_Task prompt_
Among the lines below, a stretch begins at the one with "Ok(project)" and ends at the one with "impl ConfirmPrompt for". Repeat that stretch exactly, ends included.

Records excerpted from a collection
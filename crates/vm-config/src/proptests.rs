//! Property-based tests for document merging.

use crate::merge::merge;
use proptest::prelude::*;
use serde_json::{Map, Value};

fn leaf_strategy() -> impl Strategy<Value = Value> {
    prop_oneof![
        Just(Value::Null),
        any::<bool>().prop_map(Value::Bool),
        any::<i64>().prop_map(Value::from),
        "[a-z0-9 ]{0,8}".prop_map(Value::String),
    ]
}

fn value_strategy() -> impl Strategy<Value = Value> {
    leaf_strategy().prop_recursive(4, 48, 6, |inner| {
        prop_oneof![
            prop::collection::vec(inner.clone(), 0..4).prop_map(Value::Array),
            prop::collection::btree_map("[a-e]{1,2}", inner, 0..5)
                .prop_map(|m| Value::Object(m.into_iter().collect::<Map<_, _>>())),
        ]
    })
}

fn object_strategy() -> impl Strategy<Value = Value> {
    prop::collection::btree_map("[a-e]{1,2}", value_strategy(), 0..6)
        .prop_map(|m| Value::Object(m.into_iter().collect()))
}

/// Every leaf path of `overlay` must read back the overlay's value from the
/// merged document.
fn overlay_leaves_win(merged: &Value, overlay: &Value) -> bool {
    match overlay {
        Value::Object(map) if merged.is_object() => map
            .iter()
            .all(|(k, v)| merged.get(k).is_some_and(|m| overlay_leaves_win(m, v))),
        other => merged == other,
    }
}

proptest! {
    #![proptest_config(ProptestConfig {
        cases: 512,
        .. ProptestConfig::default()
    })]

    #[test]
    fn merging_empty_object_is_identity(base in object_strategy()) {
        prop_assert_eq!(merge(&base, &Value::Object(Map::new())), base);
    }

    #[test]
    fn merging_onto_empty_object_yields_overlay(overlay in object_strategy()) {
        prop_assert_eq!(merge(&Value::Object(Map::new()), &overlay), overlay);
    }

    #[test]
    fn overlay_values_always_win(base in object_strategy(), overlay in object_strategy()) {
        let merged = merge(&base, &overlay);
        prop_assert!(overlay_leaves_win(&merged, &overlay));
    }

    #[test]
    fn base_only_keys_survive(base in object_strategy(), overlay in object_strategy()) {
        let merged = merge(&base, &overlay);
        for (key, value) in base.as_object().into_iter().flatten() {
            if overlay.get(key).is_none() {
                prop_assert_eq!(merged.get(key), Some(value));
            }
        }
    }

    #[test]
    fn merge_is_idempotent(base in object_strategy(), overlay in object_strategy()) {
        let once = merge(&base, &overlay);
        prop_assert_eq!(merge(&once, &overlay), once.clone());
    }
}
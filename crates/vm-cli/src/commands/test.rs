use super::{EXIT_FAILURE, EXIT_SUCCESS};
use std::path::{Path, PathBuf};
use std::process::Command;
use tracing::debug;

pub const TEST_RUNNER: &str = "test/run-tests.sh";

pub fn runner_command(tool_dir: &Path, suite: Option<&str>, provider: Option<&str>) -> Command {
    let mut cmd = Command::new(runner_path(tool_dir));
    if let Some(suite) = suite {
        cmd.args(["--suite", suite]);
    }
    if let Some(provider) = provider {
        cmd.args(["--provider", provider]);
    }
    cmd.current_dir(tool_dir);
    cmd
}

fn runner_path(tool_dir: &Path) -> PathBuf {
    tool_dir.join(TEST_RUNNER)
}

/// Run the bundled test runner, passing its exit code through.
pub fn run(tool_dir: &Path, suite: Option<&str>, provider: Option<&str>) -> Result<u8, String> {
    let runner = runner_path(tool_dir);
    if !runner.is_file() {
        return Err(format!(
            "test runner not found at {} (set VM_TOOL_DIR to the vm installation)",
            runner.display()
        ));
    }
    let mut cmd = runner_command(tool_dir, suite, provider);
    debug!("running {}", vm_provider::exec::describe(&cmd));
    let status = cmd
        .status()
        .map_err(|e| format!("failed to run {}: {e}", runner.display()))?;
    Ok(match status.code() {
        Some(0) => EXIT_SUCCESS,
        Some(code) => u8::try_from(code).unwrap_or(EXIT_FAILURE),
        None => EXIT_FAILURE,
    })
}

#[cfg(test)]
mod tests {
    use super::*;

    #[test]
    fn command_forwards_suite_and_provider() {
        let cmd = runner_command(Path::new("/opt/vm"), Some("minimal"), Some("docker"));
        assert_eq!(cmd.get_program(), "/opt/vm/test/run-tests.sh");
        let args: Vec<_> = cmd.get_args().map(|a| a.to_string_lossy().into_owned()).collect();
        assert_eq!(args, vec!["--suite", "minimal", "--provider", "docker"]);
    }

    #[test]
    fn missing_runner_is_reported() {
        let dir = tempfile::tempdir().unwrap();
        let err = run(dir.path(), None, None).unwrap_err();
        assert!(err.contains("test runner not found"));
    }
}
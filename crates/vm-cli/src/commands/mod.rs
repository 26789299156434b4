pub mod completions;
pub mod generate;
pub mod init;
pub mod lifecycle;
pub mod list;
pub mod man_pages;
pub mod status;
pub mod test;
pub mod validate;

use dialoguer::Confirm;
use indicatif::{ProgressBar, ProgressStyle};
use std::io::{stderr, stdin, IsTerminal};
use std::sync::atomic::AtomicBool;
use std::sync::Arc;
use std::time::Duration;
use tracing::debug;
use vm_config::{ConfirmPrompt, Provider};
use vm_core::{Context, CoreError, Project};
use vm_provider::{
    check_docker_prereqs, check_vagrant_prereqs, format_missing, select_backend, Backend,
};

pub const EXIT_SUCCESS: u8 = 0;
pub const EXIT_FAILURE: u8 = 1;
pub const EXIT_CONFIG_ERROR: u8 = 2;

/// Prefix on error messages that `main` maps to `EXIT_CONFIG_ERROR`.
pub const CONFIG_ERROR_PREFIX: &str = "config error:";

/// Everything a command needs from the invocation, read once in `main`.
pub struct Invocation {
    pub ctx: Context,
    pub json: bool,
    pub skip_prereqs: bool,
    /// Raised by the interrupt handler.
    pub terminate: Arc<AtomicBool>,
}

impl Invocation {
    pub fn backend(&self, provider: Provider) -> Box<dyn Backend> {
        select_backend(provider, &self.ctx.backend_options(Arc::clone(&self.terminate)))
    }

    /// Load the project, printing non-blocking warnings.
    pub fn project(&self) -> Result<Project, String> {
        let project =
            Project::load(&self.ctx, &TerminalPrompt).map_err(|e| format_core_error(&e))?;
        for warning in project.warnings() {
            eprintln!("{} {warning}", console::style("warning:").yellow().bold());
        }
        Ok(project)
    }

    pub fn ensure_prereqs(&self, provider: Provider) -> Result<(), String> {
        if self.skip_prereqs || self.ctx.dry_run {
            return Ok(());
        }
        let missing = match provider {
            Provider::Docker => check_docker_prereqs(),
            Provider::Vagrant => check_vagrant_prereqs(),
        };
        if missing.is_empty() {
            Ok(())
        } else {
            Err(format_missing(&missing))
        }
    }
}

/// Asks on the terminal; declines when stdin or stderr is not a TTY.
pub struct TerminalPrompt;

impl ConfirmPrompt for TerminalPrompt {
    fn confirm(&self, message: &str) -> bool {
        if !is_interactive() {
            return false;
        }
        Confirm::new()
            .with_prompt(message)
            .default(false)
            .interact()
            .unwrap_or(false)
    }
}

pub fn is_interactive() -> bool {
    stdin().is_terminal() && stderr().is_terminal()
}

pub fn format_core_error(err: &CoreError) -> String {
    if err.is_config_error() {
        format!("{CONFIG_ERROR_PREFIX} {err}")
    } else {
        err.to_string()
    }
}

/// Map a dispatch failure to the process result. Backend exit codes pass
/// through unchanged; `quiet` suppresses the message when the child already
/// spoke for itself (ssh, exec).
pub fn core_failure(err: &CoreError, quiet: bool) -> Result<u8, String> {
    match err.exit_code() {
        Some(code) => {
            if quiet {
                debug!("{err}");
            } else {
                eprintln!("{} {err}", console::style("error:").red().bold());
            }
            Ok(u8::try_from(code)
                .ok()
                .filter(|c| *c != 0)
                .unwrap_or(EXIT_FAILURE))
        }
        None => Err(format_core_error(err)),
    }
}

pub fn json_pretty(value: &impl serde::Serialize) -> Result<String, String> {
    serde_json::to_string_pretty(value).map_err(|e| format!("JSON serialization failed: {e}"))
}

pub fn spinner(msg: &str) -> ProgressBar {
    let pb = if stderr().is_terminal() {
        ProgressBar::new_spinner()
    } else {
        ProgressBar::hidden()
    };
    if let Ok(style) = ProgressStyle::with_template("{spinner:.cyan} {msg}") {
        pb.set_style(style.tick_strings(&["⠋", "⠙", "⠹", "⠸", "⠼", "⠴", "⠦", "⠧", "⠇", "⠏"]));
    }
    pb.set_message(msg.to_owned());
    pb.enable_steady_tick(Duration::from_millis(80));
    pb
}

pub fn spin_done(pb: &ProgressBar) {
    pb.finish_and_clear();
}

pub fn colorize_state(state: &str) -> String {
    use console::Style;
    match state {
        "running" => Style::new().green().bold().apply_to(state).to_string(),
        "stopped" | "exited" | "poweroff" => Style::new().yellow().apply_to(state).to_string(),
        "created" => Style::new().cyan().apply_to(state).to_string(),
        "absent" | "not_created" => Style::new().dim().apply_to(state).to_string(),
        other => other.to_owned(),
    }
}

#[cfg(test)]
mod tests {
    use super::*;
    use vm_config::ConfigError;
    use vm_provider::BackendError;

    #[test]
    fn json_pretty_serializes_object() {
        let val = serde_json::json!({"key": "value"});
        let result = json_pretty(&val).unwrap();
        assert!(result.contains("\"key\""));
        assert!(result.contains("\"value\""));
    }

    #[test]
    fn colorize_state_keeps_text() {
        for state in ["running", "stopped", "created", "absent"] {
            assert!(colorize_state(state).contains(state));
        }
        assert_eq!(colorize_state("paused"), "paused");
    }

    #[test]
    fn exit_codes_are_distinct() {
        assert_ne!(EXIT_SUCCESS, EXIT_FAILURE);
        assert_ne!(EXIT_FAILURE, EXIT_CONFIG_ERROR);
    }

    #[test]
    fn backend_codes_pass_through() {
        let err = CoreError::Backend(BackendError::CommandFailed {
            command: "docker stop shop-dev".to_owned(),
            code: 125,
        });
        assert_eq!(core_failure(&err, true), Ok(125));
    }

    #[test]
    fn out_of_range_codes_become_generic_failure() {
        let err = CoreError::Backend(BackendError::CommandFailed {
            command: "x".to_owned(),
            code: 300,
        });
        assert_eq!(core_failure(&err, true), Ok(EXIT_FAILURE));
    }

    #[test]
    fn config_errors_are_prefixed() {
        let err = CoreError::Config(ConfigError::Validation(vec!["vm.cpus bad".to_owned()]));
        let msg = core_failure(&err, false).unwrap_err();
        assert!(msg.starts_with(CONFIG_ERROR_PREFIX));
        assert!(msg.contains("vm.cpus bad"));
    }

    #[test]
    fn spinner_finishes() {
        let pb = spinner("testing...");
        spin_done(&pb);
    }
}
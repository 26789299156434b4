use super::{
    colorize_state, core_failure, json_pretty, spin_done, spinner, Invocation, EXIT_SUCCESS,
};
use vm_config::Provider;
use vm_core::Dispatcher;
use vm_provider::UnitSummary;

pub fn run(inv: &Invocation, provider: Option<&str>) -> Result<u8, String> {
    let provider = match provider {
        Some(p) => p.parse::<Provider>().map_err(|e| e.to_string())?,
        None => inv.project()?.provider,
    };
    inv.ensure_prereqs(provider)?;

    let backend = inv.backend(provider);
    let pb = spinner(&format!("querying {provider}..."));
    let result = Dispatcher::new(&inv.ctx, backend.as_ref()).list();
    spin_done(&pb);
    let units = match result {
        Ok(units) => units,
        Err(e) => return core_failure(&e, false),
    };

    if inv.json {
        println!("{}", json_pretty(&units)?);
    } else if units.is_empty() {
        println!("no {provider} environments found");
    } else {
        print_table(&units);
    }
    Ok(EXIT_SUCCESS)
}

fn print_table(units: &[UnitSummary]) {
    println!("{:<24} {:<20} STATE", "NAME", "PROJECT");
    for unit in units {
        println!(
            "{:<24} {:<20} {}",
            unit.name,
            unit.project.as_deref().unwrap_or("-"),
            colorize_state(&unit.state)
        );
    }
}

_Result of the task_
        Ok(project)
    }

    pub fn ensure_prereqs(&self, provider: Provider) -> Result<(), String> {
        if self.skip_prereqs || self.ctx.dry_run {
            return Ok(());
        }
        let missing = match provider {
            Provider::Docker => check_docker_prereqs(),
            Provider::Vagrant => check_vagrant_prereqs(),
        };
        if missing.is_empty() {
            Ok(())
        } else {
            Err(format_missing(&missing))
        }
    }
}

/// Asks on the terminal; declines when stdin or stderr is not a TTY.
pub struct TerminalPrompt;

impl ConfirmPrompt for TerminalPrompt {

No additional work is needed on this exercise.